Reconstitution of a nine-protein system that initiates bacteriophage lambda DNA replication

K Mensa-Wilmot et al. J Biol Chem. .
Free article

Abstract

We have established an in vitro system, composed of highly purified bacteriophage lambda and Escherichia coli proteins, that specifically replicates supercoiled templates bearing the lambda replication origin (ori lambda). The complete system is composed of three groups of proteins: the virus-encoded initiator proteins (the lambda O and P proteins), the E. coli replication fork propagation machinery (single-stranded DNA-binding protein, dnaB helicase, dnaG primase, DNA polymerase III holoenzyme, and DNA gyrase), and two bacterial heat shock proteins (dnaJ and dnaK proteins).
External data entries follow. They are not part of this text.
#[cfg(test)]
mod tests {
    use super::*;

    use crate::batch::BatchTracker;
    use crate::catalog::test_support::experiment_spec;
    use crate::catalog::ExperimentCatalog;
    use crate::storage::MemoryObjectStore;
    use crate::store::{FileRef, MemoryStore, WellSiteRef};

    struct Fixture {
        merger: ResultMerger,
        tracker: BatchTracker,
        storage: Arc<MemoryObjectStore>,
        experiment_id: i64,
    }

    async fn fixture() -> Fixture {
        let store = Arc::new(MemoryStore::new());
        let catalog = ExperimentCatalog::new(store.clone());
        catalog.seed_reference_data().await.unwrap();
        let experiment = catalog
            .create_experiment(&experiment_spec(&["B03", "C07"], (1, 1, 1, 1)))
            .await
            .unwrap();
        let storage = Arc::new(MemoryObjectStore::new());
        let merger = ResultMerger::new(
            store.clone(),
            storage.clone(),
            Arc::new(CsvPlotter),
            MergeSchema::default(),
            "experiment-results",
        );
        Fixture {
            merger,
            tracker: BatchTracker::new(store.clone(), store),
            storage,
            experiment_id: experiment.id,
        }
    }

    /// Upload tables for one batch and walk it to done.
    async fn finish_batch(f: &Fixture, batch_id: i64, well: &str, tables: &[(&str, &str)]) {
        f.tracker
            .register_batch(f.experiment_id, batch_id)
            .await
            .unwrap();
        f.tracker
            .mark_processing(f.experiment_id, batch_id)
            .await
            .unwrap();
        f.tracker
            .mark_uploading(f.experiment_id, batch_id)
            .await
            .unwrap();

        let mut files = Vec::new();
        for (filename, contents) in tables {
            let key = format!("batch_{batch_id}/{filename}");
            f.storage
                .put("experiment-results", &key, contents.as_bytes().to_vec())
                .await
                .unwrap();
            files.push(FileRef {
                filename: filename.to_string(),
                storage_path: key,
            });
        }
        f.tracker
            .record_result_files(
                f.experiment_id,
                batch_id,
                &files,
                &[WellSiteRef {
                    well: well.to_string(),
                    site: 1,
                }],
            )
            .await
            .unwrap();
        f.tracker
            .mark_done(f.experiment_id, batch_id)
            .await
            .unwrap();
    }

    #[tokio::test]
    async fn merges_two_batches_into_one_wide_table() {
        let f = fixture().await;
        finish_batch(
            &f,
            0,
            "B03",
            &[
                (
                    "nucleus.csv",
                    "well,site,ObjectNumber,Area\nB03,1,1,40\nB03,1,2,40\n",
                ),
                (
                    "cytoplasm.csv",
                    "well,site,ObjectNumber,Parent_nucleus,Intensity\nB03,1,1,1,0.5\nB03,1,2,2,0.7\n",
                ),
                ("Experiment.csv", "key,value\npipeline,v1\n"),
            ],
        )
        .await;
        finish_batch(
            &f,
            1,
            "C07",
            &[
                ("nucleus.csv", "well,site,ObjectNumber,Area\nC07,1,1,39\n"),
                (
                    "cytoplasm.csv",
                    "well,site,ObjectNumber,Parent_nucleus,Intensity\nC07,1,1,1,0.9\n",
                ),
            ],
        )
        .await;

        let artifact = f
            .merger
            .merge_experiment(f.experiment_id, "proj/exp")
            .await
            .unwrap()
            .expect("artifact");
        // One merged row per nucleus across both batches.
        assert_eq!(artifact.rows, 3);
        assert_eq!(
            artifact.storage_path,
            "proj/exp/merged_features.csv"
        );

        let csv = String::from_utf8(
            f.storage
                .get("experiment-results", &artifact.storage_path)
                .await
                .unwrap(),
        )
        .unwrap();
        let header = csv.lines().next().unwrap();
        assert!(header.contains("well"));
        assert!(header.contains("nucleus_Area"));
        assert!(header.contains("cytoplasm_Intensity"));
        // Metadata tables never reach the artifact.
        assert!(!csv.contains("pipeline"));
        // The joined cytoplasm value for C07 nucleus 1 is present.
        assert!(csv.lines().any(|l| l.starts_with("C07,1,1") && l.ends_with("0.9")));
    }

    #[tokio::test]
    async fn missing_foreign_key_serves_no_result() {
        let f = fixture().await;
        finish_batch(
            &f,
            0,
            "B03",
            &[
                ("nucleus.csv", "well,site,ObjectNumber,Area\nB03,1,1,40\n"),
                (
                    "cytoplasm.csv",
                    "well,site,ObjectNumber,Intensity\nB03,1,1,0.5\n",
                ),
            ],
        )
        .await;

        let artifact = f
            .merger
            .merge_experiment(f.experiment_id, "proj/exp")
            .await
            .unwrap();
        assert!(artifact.is_none());
    }

    #[tokio::test]
    async fn no_completed_batches_means_no_artifact() {
        let f = fixture().await;
        let artifact = f
            .merger
            .merge_experiment(f.experiment_id, "proj/exp")
            .await
            .unwrap();
        assert!(artifact.is_none());

        // A batch that failed contributes nothing either.
        f.tracker.register_batch(f.experiment_id, 0).await.unwrap();
        f.tracker.mark_processing(f.experiment_id, 0).await.unwrap();
        f.tracker.mark_failed(f.experiment_id, 0, 1).await.unwrap();
        let artifact = f
            .merger
            .merge_experiment(f.experiment_id, "proj/exp")
            .await
            .unwrap();
        assert!(artifact.is_none());
    }

    #[tokio::test]
    async fn unparseable_table_serves_no_result() {
        let f = fixture().await;
        finish_batch(
            &f,
            0,
            "B03",
            &[("nucleus.xlsx", "not a table")],
        )
        .await;

        let artifact = f
            .merger
            .merge_experiment(f.experiment_id, "proj/exp")
            .await
            .unwrap();
        assert!(artifact.is_none());
    }
}
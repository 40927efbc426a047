//! Microscope image filename parsing.
//!
//! Filenames encode acquisition metadata:
//! `<well>_s<site>_x<x>_y<y>[_z<z>]_<channel>.tif`, e.g.
//! `B03_s1_x0_y0_Fluorescence_405_nm_Ex.tif`. Channel names may themselves
//! contain underscores (formatting stand-ins for spaces), so the name is
//! taken apart with a regex rather than a plain split.

use std::path::Path;
use std::sync::OnceLock;

use regex::Regex;

use crate::error::{PlateflowError, Result};

/// Metadata recovered from one image filename.
#[derive(Debug, Clone, PartialEq, Eq)]
pub struct ParsedImageName {
    pub well: String,
    /// 1-indexed linear site index.
    pub site: i64,
    pub site_x: i64,
    pub site_y: i64,
    /// Defaults to 1 when the filename has no z segment.
    pub site_z: i64,
    /// Channel name with formatting underscores restored to spaces.
    pub channel: String,
}

fn pattern() -> &'static Regex {
    static PATTERN: OnceLock<Regex> = OnceLock::new();
    PATTERN.get_or_init(|| {
        Regex::new(r"^(.+?)_s(\d+)_x(\d+)_y(\d+)(?:_z(\d+))?_(.+)$")
            .expect("image name pattern is valid")
    })
}

/// Parse an image filename (any path prefix and the extension are
/// ignored). Fails with a validation error when the name does not follow
/// the acquisition naming scheme.
pub fn parse(filename: &str) -> Result<ParsedImageName> {
    let stem = Path::new(filename)
        .file_stem()
        .and_then(|s| s.to_str())
        .ok_or_else(|| {
            PlateflowError::Validation(format!("image filename is not valid UTF-8: {filename:?}"))
        })?;

    let captures = pattern().captures(stem).ok_or_else(|| {
        PlateflowError::Validation(format!(
            "image filename {stem:?} does not match <well>_s<n>_x<n>_y<n>[_z<n>]_<channel>"
        ))
    })?;

    let int = |idx: usize| -> Result<i64> {
        captures[idx].parse().map_err(|_| {
            PlateflowError::Validation(format!("image filename {stem:?} has a non-numeric index"))
        })
    };

    Ok(ParsedImageName {
        well: captures[1].to_string(),
        site: int(2)?,
        site_x: int(3)?,
        site_y: int(4)?,
        site_z: match captures.get(5) {
            Some(_) => int(5)?,
            None => 1,
        },
        channel: captures[6].replace('_', " "),
    })
}

#[cfg(test)]
mod tests {
    use super::*;

    #[test]
    fn parses_fluorescence_name_with_underscored_channel() {
        let parsed = parse("B03_s1_x0_y0_Fluorescence_405_nm_Ex.tif").unwrap();
        assert_eq!(parsed.well, "B03");
        assert_eq!(parsed.site, 1);
        assert_eq!(parsed.site_x, 0);
        assert_eq!(parsed.site_y, 0);
        assert_eq!(parsed.site_z, 1);
        assert_eq!(parsed.channel, "Fluorescence 405 nm Ex");
    }

    #[test]
    fn parses_optional_z_segment() {
        let parsed = parse("A01_s3_x1_y2_z4_BF_full.tif").unwrap();
        assert_eq!(parsed.site_z, 4);
        assert_eq!(parsed.channel, "BF full");
    }

    #[test]
    fn ignores_nested_path_prefix() {
        let parsed = parse("/mnt/squid/project/plate/C07_s2_x1_y0_BF_full.tif").unwrap();
        assert_eq!(parsed.well, "C07");
        assert_eq!(parsed.site, 2);
    }

    #[test]
    fn rejects_names_without_site_segments() {
        assert!(parse("whatever.tif").is_err());
        assert!(parse("B03_Fluorescence_405.tif").is_err());
    }

    #[test]
    fn rejects_indices_too_large_to_represent() {
        assert!(parse("B03_s99999999999999999999_x0_y0_BF_full.tif").is_err());
        // The optional z index gets the same treatment as the others
        // instead of silently defaulting.
        assert!(parse("B03_s1_x0_y0_z99999999999999999999_BF_full.tif").is_err());
    }
}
DNA replication in this system is initiated at or near ori lambda and proceeds unidirectionally rightwards through theta-structure intermediates, ultimately yielding a pair of intertwined daughter circles as the final product. In striking contrast to the situation in vivo and in crude in vitro systems, initiation of lambda DNA replication in the purified protein system does not require "transcriptional activation" of the origin region by E. coli RNA polymerase. We conclude that E. coli primase generates the primers for all leading and lagging strand DNA chains synthesized in this reconstituted lambda replication system.